╔══
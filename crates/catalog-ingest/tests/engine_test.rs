use std::collections::HashMap;
use std::io::{self, Cursor};
use std::pin::Pin;
use std::sync::Arc;
use std::task::{Context, Poll};

use async_trait::async_trait;
use bytes::Bytes;
use catalog_core::models::{
    CatalogFields, CatalogListQuery, CatalogPage, CatalogRecord, UpsertOutcome,
};
use catalog_core::AppError;
use catalog_db::{CatalogStore, MemoryCatalogStore};
use catalog_ingest::{IngestEngine, IngestError, IngestStats};
use catalog_storage::{FileStorage, LocalStorage};
use rust_decimal::Decimal;
use tokio::io::{AsyncRead, ReadBuf};
use uuid::Uuid;

const HEADER: &str = "UNIQUE_KEY,PRODUCT_TITLE,PRODUCT_DESCRIPTION,STYLE#,SANMAR_MAINFRAME_COLOR,SIZE,COLOR_NAME,PIECE_PRICE\n";

async fn ingest(engine: &IngestEngine, csv: &str) -> Result<IngestStats, IngestError> {
    engine
        .ingest_reader(Cursor::new(csv.as_bytes().to_vec()), Uuid::new_v4())
        .await
}

fn catalog_with_engine() -> (Arc<MemoryCatalogStore>, IngestEngine) {
    let catalog = Arc::new(MemoryCatalogStore::new());
    let engine = IngestEngine::new(catalog.clone());
    (catalog, engine)
}

#[tokio::test]
async fn unchanged_file_is_idempotent() {
    let (catalog, engine) = catalog_with_engine();
    let csv = format!(
        "{HEADER}K1,Tee,Soft tee,PC54,Navy,L,Navy Blue,4.50\nK2,Polo,Pique,K500,Red,M,Red,12.00\n"
    );

    let first = ingest(&engine, &csv).await.unwrap();
    assert_eq!(first.created, 2);
    assert_eq!(first.updated, 0);

    let second = ingest(&engine, &csv).await.unwrap();
    assert_eq!(second.created, 0);
    assert_eq!(second.updated, 0);
    assert_eq!(second.unchanged, 2);
    assert_eq!(catalog.len(), 2);
}

#[tokio::test]
async fn first_duplicate_in_file_wins() {
    let (catalog, engine) = catalog_with_engine();
    let csv = format!("{HEADER}K1,First,,,,,,1\nK1,Second,,,,,,2\n");

    let stats = ingest(&engine, &csv).await.unwrap();
    assert_eq!(stats.created, 1);
    assert_eq!(stats.duplicate_in_file, 1);

    let record = catalog.get_by_key("K1").await.unwrap().unwrap();
    assert_eq!(record.product_title.as_deref(), Some("First"));
    assert_eq!(record.piece_price, Some(Decimal::new(1, 0)));
}

#[tokio::test]
async fn rows_without_key_are_skipped() {
    let (catalog, engine) = catalog_with_engine();
    let csv = format!("{HEADER} ,Keyless,,,,,,\n&#32;,Entity blank,,,,,,\nK1,Kept,,,,,,\n");

    let stats = ingest(&engine, &csv).await.unwrap();
    assert_eq!(stats.skipped, 2);
    assert_eq!(stats.created, 1);
    assert_eq!(catalog.len(), 1);
}

#[tokio::test]
async fn short_rows_are_ignored_and_long_rows_truncated() {
    let (catalog, engine) = catalog_with_engine();
    let csv = "unique_key,product_title\nK1\nK2,Tee,extra,cells\n";

    let stats = ingest(&engine, csv).await.unwrap();
    assert_eq!(stats.rows_seen, 2);
    assert_eq!(stats.short_rows, 1);
    assert_eq!(stats.skipped, 0);
    assert_eq!(stats.created, 1);
    assert!(catalog.get_by_key("K1").await.unwrap().is_none());
    assert_eq!(
        catalog.get_by_key("K2").await.unwrap().unwrap().product_title.as_deref(),
        Some("Tee")
    );
}

#[tokio::test]
async fn header_synonyms_and_cleaning_apply() {
    let (catalog, engine) = catalog_with_engine();
    let csv = "\u{FEFF}Unique Key, Style ,Mainframe Color,Product Title\n K1 ,PC54,Navy,Tom &amp; Jerry\u{7}\n";

    ingest(&engine, csv).await.unwrap();

    let record = catalog.get_by_key("K1").await.unwrap().unwrap();
    assert_eq!(record.style_number.as_deref(), Some("PC54"));
    assert_eq!(record.mainframe_color.as_deref(), Some("Navy"));
    assert_eq!(record.product_title.as_deref(), Some("Tom & Jerry"));
}

#[tokio::test]
async fn changed_row_counts_as_updated() {
    let (catalog, engine) = catalog_with_engine();
    ingest(&engine, "unique_key,piece_price\nK1,4.50\n").await.unwrap();

    let stats = ingest(&engine, "unique_key,piece_price\nK1,5.00\n").await.unwrap();
    assert_eq!(stats.updated, 1);
    assert_eq!(
        catalog.get_by_key("K1").await.unwrap().unwrap().piece_price,
        Some(Decimal::new(500, 2))
    );
}

#[tokio::test]
async fn unparseable_price_skips_only_that_row() {
    let (catalog, engine) = catalog_with_engine();
    let csv = "unique_key,piece_price\nK1,cheap\nK2,3.25\n";

    let stats = ingest(&engine, csv).await.unwrap();
    assert_eq!(stats.skipped, 1);
    assert_eq!(stats.created, 1);
    assert!(catalog.get_by_key("K1").await.unwrap().is_none());
}

#[tokio::test]
async fn quoted_cells_with_commas_and_newlines() {
    let (catalog, engine) = catalog_with_engine();
    let csv = "unique_key,product_description\nK1,\"Soft, warm\nand cozy\"\n";

    ingest(&engine, csv).await.unwrap();
    assert_eq!(
        catalog
            .get_by_key("K1")
            .await
            .unwrap()
            .unwrap()
            .product_description
            .as_deref(),
        Some("Soft, warm\nand cozy")
    );
}

#[tokio::test]
async fn empty_file_has_unreadable_header() {
    let (_, engine) = catalog_with_engine();
    let err = ingest(&engine, "").await.unwrap_err();
    assert!(matches!(err, IngestError::HeaderUnreadable(_)));
}

#[tokio::test]
async fn header_only_file_processes_nothing() {
    let (catalog, engine) = catalog_with_engine();
    let stats = ingest(&engine, HEADER).await.unwrap();
    assert_eq!(stats, IngestStats::default());
    assert!(catalog.is_empty());
}

#[tokio::test]
async fn missing_file_is_a_file_access_error() {
    let dir = tempfile::tempdir().unwrap();
    let storage = LocalStorage::new(dir.path()).await.unwrap();
    let (_, engine) = catalog_with_engine();

    let err = engine
        .ingest_file(&storage, "uploads/missing.csv", Uuid::new_v4())
        .await
        .unwrap_err();
    assert!(matches!(err, IngestError::FileAccess(_)));
}

#[tokio::test]
async fn ingests_from_local_storage() {
    let dir = tempfile::tempdir().unwrap();
    let storage = LocalStorage::new(dir.path()).await.unwrap();
    storage
        .store(
            "uploads/1700000000_catalog.csv",
            Bytes::from_static(b"unique_key,size\nK1,XL\nK2,S\n"),
        )
        .await
        .unwrap();
    let (catalog, engine) = catalog_with_engine();
    let upload_id = Uuid::new_v4();

    let stats = engine
        .ingest_file(&storage, "uploads/1700000000_catalog.csv", upload_id)
        .await
        .unwrap();
    assert_eq!(stats.created, 2);
    assert_eq!(catalog.count_by_upload(upload_id).await.unwrap(), 2);
}

/// Serves `data`, then fails every later read.
struct TruncatedReader {
    data: Vec<u8>,
    pos: usize,
}

impl AsyncRead for TruncatedReader {
    fn poll_read(
        self: Pin<&mut Self>,
        _cx: &mut Context<'_>,
        buf: &mut ReadBuf<'_>,
    ) -> Poll<io::Result<()>> {
        let this = self.get_mut();
        if this.pos >= this.data.len() {
            return Poll::Ready(Err(io::Error::other("disk gone")));
        }
        let n = buf.remaining().min(this.data.len() - this.pos);
        buf.put_slice(&this.data[this.pos..this.pos + n]);
        this.pos += n;
        Poll::Ready(Ok(()))
    }
}

#[tokio::test]
async fn read_failure_keeps_earlier_rows_and_rerun_finishes_the_file() {
    let (catalog, engine) = catalog_with_engine();
    let header = "unique_key,product_title\n";
    let reader = TruncatedReader {
        data: format!("{header}K1,A\nK2,B\n").into_bytes(),
        pos: 0,
    };

    let err = engine
        .ingest_reader(reader, Uuid::new_v4())
        .await
        .unwrap_err();
    assert!(matches!(err, IngestError::Read { row_number: 4, .. }));
    assert!(err.to_string().starts_with("Read error at row 4"));
    assert!(err.to_string().contains("disk gone"));
    assert_eq!(catalog.len(), 2);

    let stats = ingest(&engine, &format!("{header}K1,A\nK2,B\nK3,C\n"))
        .await
        .unwrap();
    assert_eq!(stats.created, 1);
    assert_eq!(stats.updated, 0);
    assert_eq!(stats.unchanged, 2);
    assert_eq!(catalog.len(), 3);
}

/// Fails every upsert for one key and delegates the rest.
struct FailingCatalog {
    inner: MemoryCatalogStore,
    poisoned_key: &'static str,
}

#[async_trait]
impl CatalogStore for FailingCatalog {
    async fn get_by_key(&self, unique_key: &str) -> Result<Option<CatalogRecord>, AppError> {
        self.inner.get_by_key(unique_key).await
    }

    async fn upsert(
        &self,
        unique_key: &str,
        fields: &CatalogFields,
        upload_id: Uuid,
    ) -> Result<UpsertOutcome, AppError> {
        if unique_key == self.poisoned_key {
            return Err(AppError::Internal("constraint violation".to_string()));
        }
        self.inner.upsert(unique_key, fields, upload_id).await
    }

    async fn count_by_upload(&self, upload_id: Uuid) -> Result<i64, AppError> {
        self.inner.count_by_upload(upload_id).await
    }

    async fn count_by_uploads(&self, upload_ids: &[Uuid]) -> Result<HashMap<Uuid, i64>, AppError> {
        self.inner.count_by_uploads(upload_ids).await
    }

    async fn search(&self, query: &CatalogListQuery) -> Result<CatalogPage, AppError> {
        self.inner.search(query).await
    }
}

#[tokio::test]
async fn failing_row_is_isolated() {
    let inner = MemoryCatalogStore::new();
    let engine = IngestEngine::new(Arc::new(FailingCatalog {
        inner: inner.clone(),
        poisoned_key: "K2",
    }));

    let stats = ingest(&engine, "unique_key\nK1\nK2\nK3\n").await.unwrap();
    assert_eq!(stats.created, 2);
    assert_eq!(stats.skipped, 1);
    assert!(inner.get_by_key("K3").await.unwrap().is_some());
}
╚══
* **What the task asks**
Work out how many lines in the entries contain "clone" and give that number alone.

* **Output of the exercise**
2